Istanbul police named the suspected bomber as Ahlam Albashir, a Syrian national, who was detained in an overnight raid in the city’s Kucukcekmece district.
Interior Minister Suleyman Soylu said the Kurdistan Workers Party (PKK) and the Syrian Kurdish YPG militia were responsible for the blast on Istiklal Avenue on Sunday, 13 November, an incident that recalled similar attacks in years past.
Soylu said the order was given in Kobani, a city in northern Syria, where Turkish forces have carried out operations against the YPG in recent years.
Ankara says the YPG is a wing of the PKK. The United States has supported the YPG in the conflict in Syria, stoking friction between NATO allies.
An undated handout picture released by Turkish police shows an unidentified blast suspect arrested in Istanbul, Turkey.
Image via Turkish Police/Handout via Reuters
According to Istanbul police, Albashir said during questioning that she was trained by Kurdish militants and entered Turkey through Afrin, another northern Syrian town
Earlier television news reports showed images of a person, who appeared to be a woman, leaving a package below a raised flower bed in the middle of the avenue just before the attack.
A Turkish official said the possibility of Daesh being responsible for the attack was “not entirely disregarded.”
Six Turkish citizens, two members each of three families, were killed in the attack
Interior Minister Suleyman Soylu talks to journalists as he visits a blast site in Istiklal Avenue in Istanbul, Turkey, on 14 November 2022.
Image via Dilara Senkaya/Reuters
No group has claimed responsibility.
Of those wounded, two of the five people being treated in intensive care were in a critical condition, Health Minister Fahrettin Koca said. They were among the 26 wounded still in hospital, while 55 people had been discharged.
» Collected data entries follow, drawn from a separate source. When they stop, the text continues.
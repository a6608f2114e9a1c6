//! End-of-session reports.

use std::fmt;

use crate::Summary;
use crate::output;

/// Snapshot of all summaries of a [`Timer`][crate::Timer], sorted by key.
///
/// Obtained from [`Timer::report()`][crate::Timer::report], which refuses to produce a report
/// while events are still open. The `Display` output is the human-readable summary block:
///
/// ```text
///
/// Total
/// =====
/// XOR                                            12 ms        3 stdv       10 iter
/// ```
///
/// # Examples
///
/// ```
/// use nested_timer::Timer;
///
/// let timer = Timer::builder().echo(false).build();
/// timer.measure("XOR", || std::hint::black_box(0x5a_u8 ^ 0xa5)).unwrap();
///
/// let report = timer.report().unwrap();
/// for summary in report.summaries() {
///     println!("{}: {} samples", summary.name(), summary.count());
/// }
/// ```
#[derive(Clone, Debug)]
pub struct Report {
    // Sorted by key, ascending.
    summaries: Box<[Summary]>,
    name_width: usize,
}

impl Report {
    pub(crate) fn new(summaries: Vec<Summary>, name_width: usize) -> Self {
        Self {
            summaries: summaries.into_boxed_slice(),
            name_width,
        }
    }

    /// Iterates over the summaries in key order.
    pub fn summaries(&self) -> impl Iterator<Item = &Summary> {
        self.summaries.iter()
    }

    /// Looks up the summary for a short event name or full event path.
    #[must_use]
    pub fn get(&self, key: &str) -> Option<&Summary> {
        self.summaries
            .binary_search_by(|summary| summary.name().cmp(key))
            .ok()
            .and_then(|index| self.summaries.get(index))
    }

    /// Number of distinct keys in the report.
    #[must_use]
    pub fn len(&self) -> usize {
        self.summaries.len()
    }

    /// Whether no event was ever stopped in the session.
    #[must_use]
    pub fn is_empty(&self) -> bool {
        self.summaries.is_empty()
    }

    /// Prints the summary block to stdout.
    ///
    /// Write failures, such as a closed pipe, are ignored.
    #[cfg_attr(test, mutants::skip)] // Too difficult to test stdout output reliably - manually tested.
    pub fn print_to_stdout(&self) {
        output::print_stdout(format_args!("{self}"));
    }
}

impl fmt::Display for Report {
    fn fmt(&self, f: &mut fmt::Formatter<'_>) -> fmt::Result {
        writeln!(f)?;
        writeln!(f, "Total")?;
        writeln!(f, "=====")?;

        for summary in &self.summaries {
            summary.write_line(f, self.name_width)?;
            writeln!(f)?;
        }

        Ok(())
    }
}
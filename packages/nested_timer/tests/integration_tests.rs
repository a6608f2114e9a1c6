//! Integration tests for `nested_timer` against the real clock.

use std::thread;
use std::time::Duration;

use nested_timer::{Error, Timer};

fn silent_timer() -> Timer {
    Timer::builder().echo(false).build()
}

#[test]
#[cfg_attr(miri, ignore)] // Sleeping under Miri is extremely slow.
fn real_clock_measures_sleep() {
    let timer = silent_timer();

    let completed = {
        let event = timer.start_event("SLEEP");
        thread::sleep(Duration::from_millis(20));
        timer.stop_event(event).unwrap()
    };

    assert!(
        completed.millis() >= 20,
        "expected at least 20 ms, got {completed:?}"
    );
    assert!(
        completed.duration() < Duration::from_secs(10),
        "expected a reasonable duration, got {completed:?}"
    );

    let summary = timer.summary("SLEEP").unwrap();
    assert_eq!(summary.count(), 1);
    assert!(summary.mean() >= 20.0);
    assert!(summary.stdv() == 0.0);
}

#[test]
#[cfg_attr(miri, ignore)] // Sleeping under Miri is extremely slow.
fn outer_event_covers_inner_event() {
    let timer = silent_timer();

    timer
        .measure("OUTER", || {
            timer
                .measure("INNER", || thread::sleep(Duration::from_millis(10)))
                .unwrap();
            thread::sleep(Duration::from_millis(5));
        })
        .unwrap();

    let outer = timer.summary("OUTER").unwrap();
    let inner = timer.summary("OUTER.INNER").unwrap();
    assert!(outer.mean() >= inner.mean());
    assert!(inner.mean() >= 10.0);
}

#[test]
fn repeated_session_report() {
    let timer = silent_timer();

    for _ in 0..10 {
        let _total = timer.span("XOR_TOTAL");
        drop(timer.span("DIRECT_READ"));
        let _xor = timer.span("XOR");
    }

    for _ in 0..5 {
        let _xor = timer.span("XOR");
    }

    let report = timer.report().unwrap();
    let keys: Vec<_> = report.summaries().map(|summary| summary.name()).collect();
    assert_eq!(
        keys,
        vec![
            "DIRECT_READ",
            "XOR",
            "XOR_TOTAL",
            "XOR_TOTAL.DIRECT_READ",
            "XOR_TOTAL.XOR",
        ]
    );

    assert_eq!(report.get("XOR").unwrap().count(), 15);
    assert_eq!(report.get("XOR_TOTAL.XOR").unwrap().count(), 10);
    assert_eq!(report.get("DIRECT_READ").unwrap().count(), 10);

    let text = report.to_string();
    assert!(text.starts_with("\nTotal\n=====\n"), "{text}");
    assert_eq!(text.lines().count(), 8);
}

#[test]
fn stopping_outer_before_inner_fails() {
    let timer = silent_timer();

    let a = timer.start_event("A");
    let b = timer.start_event("B");

    let error = timer.stop_event(a).unwrap_err();
    assert!(matches!(error, Error::StackDiscipline { .. }));
    assert!(error.to_string().contains("A.B"));

    timer.stop_event(b).unwrap();
    assert_eq!(timer.open_paths(), vec!["A".to_string()]);
    assert!(matches!(
        timer.report(),
        Err(Error::UnbalancedSession { .. })
    ));
}

#[test]
fn independent_timers_do_not_share_statistics() {
    let timer1 = silent_timer();
    let timer2 = silent_timer();

    timer1.measure("A", || ()).unwrap();

    assert!(timer1.summary("A").is_some());
    assert!(timer2.summary("A").is_none());
    assert!(timer2.is_empty());
}
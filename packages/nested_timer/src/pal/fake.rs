#![cfg_attr(coverage_nightly, coverage(off))]

use std::cell::Cell;
use std::rc::Rc;
use std::time::Duration;

use crate::pal::Platform;

/// Fake clock for tests.
///
/// Clones share the same time value, so a test can keep one clone and advance the time
/// while the timer under test holds another.
#[derive(Clone, Debug, Default)]
pub(crate) struct FakePlatform {
    now: Rc<Cell<Duration>>,
}

impl FakePlatform {
    pub(crate) fn new() -> Self {
        Self::default()
    }

    pub(crate) fn set_now(&self, now: Duration) {
        self.now.set(now);
    }

    pub(crate) fn advance_millis(&self, millis: u64) {
        self.now.set(
            self.now
                .get()
                .checked_add(Duration::from_millis(millis))
                .expect("fake clock overflow is a test bug"),
        );
    }
}

impl Platform for FakePlatform {
    fn now(&self) -> Duration {
        self.now.get()
    }
}

#[cfg(test)]
mod tests {
    use super::*;

    #[test]
    fn starts_at_zero() {
        let platform = FakePlatform::new();
        assert_eq!(platform.now(), Duration::ZERO);
    }

    #[test]
    fn clones_share_time() {
        let platform1 = FakePlatform::new();
        let platform2 = platform1.clone();

        platform1.advance_millis(15);
        assert_eq!(platform2.now(), Duration::from_millis(15));

        platform2.set_now(Duration::from_millis(100));
        assert_eq!(platform1.now(), Duration::from_millis(100));
    }
}
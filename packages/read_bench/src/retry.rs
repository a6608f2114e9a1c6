use std::io::{self, Write};
use std::num::NonZero;
use std::thread;
use std::time::Duration;

use crate::{Error, Result};

/// How hard to try when a file buffer cannot be allocated.
///
/// Large files may not fit in memory on the first attempt while earlier buffers are still
/// being released. Each failed attempt is followed by a pause before the next one.
#[derive(Clone, Copy, Debug, Eq, PartialEq)]
pub struct RetryPolicy {
    attempts: NonZero<u32>,
    delay: Duration,
}

impl RetryPolicy {
    /// Creates a policy that makes up to `attempts` allocation attempts, pausing for `delay`
    /// after each failed one.
    #[must_use]
    pub fn new(attempts: NonZero<u32>, delay: Duration) -> Self {
        Self { attempts, delay }
    }

    /// Maximum number of allocation attempts.
    #[must_use]
    pub fn attempts(&self) -> NonZero<u32> {
        self.attempts
    }

    /// Pause after each failed attempt.
    #[must_use]
    pub fn delay(&self) -> Duration {
        self.delay
    }

    /// Allocates a zero-filled buffer of exactly `len` bytes.
    ///
    /// Prints `Allocation retries: <n>` to stdout once the attempts are over, whether or not
    /// they succeeded, where `n` is the number of failed attempts.
    pub(crate) fn allocate(&self, len: usize) -> Result<Vec<u8>> {
        self.allocate_reporting(len, &mut io::stdout())
    }

    fn allocate_reporting(&self, len: usize, out: &mut impl Write) -> Result<Vec<u8>> {
        let (result, failed_attempts) = self.try_allocate(len);

        // Write failures, such as a closed pipe, are ignored.
        _ = writeln!(out, "Allocation retries: {failed_attempts}");

        result
    }

    fn try_allocate(&self, len: usize) -> (Result<Vec<u8>>, u32) {
        let mut failed_attempts = 0_u32;

        loop {
            let mut buffer = Vec::new();

            match buffer.try_reserve_exact(len) {
                Ok(()) => {
                    tracing::debug!(len, retries = failed_attempts, "buffer allocated");
                    buffer.resize(len, 0);
                    return (Ok(buffer), failed_attempts);
                }
                Err(source) => {
                    failed_attempts = failed_attempts.saturating_add(1);

                    if failed_attempts >= self.attempts.get() {
                        let error = Error::AllocationFailed {
                            len,
                            attempts: failed_attempts,
                            source,
                        };
                        return (Err(error), failed_attempts);
                    }

                    tracing::warn!(
                        len,
                        attempt = failed_attempts,
                        delay = ?self.delay,
                        "buffer allocation failed, retrying"
                    );
                    thread::sleep(self.delay);
                }
            }
        }
    }
}

impl Default for RetryPolicy {
    fn default() -> Self {
        Self::new(DEFAULT_ATTEMPTS, DEFAULT_DELAY)
    }
}

/// Number of allocation attempts unless configured otherwise.
pub const DEFAULT_ATTEMPTS: NonZero<u32> = NonZero::new(3).expect("3 is not zero");

/// Pause between allocation attempts unless configured otherwise.
pub const DEFAULT_DELAY: Duration = Duration::from_secs(2);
The attack sparked concerns that more of such incidents could occur ahead of elections set for June 2023, which polls show President Recep Tayyip Erdogan could lose after two decades in power.
Istanbul has been attacked in the past by Kurdish, Daesh, and leftist militants. A wave of bombings and other attacks began nationwide when a ceasefire between Ankara and the PKK broke down in mid-2015, ahead of elections in November that year.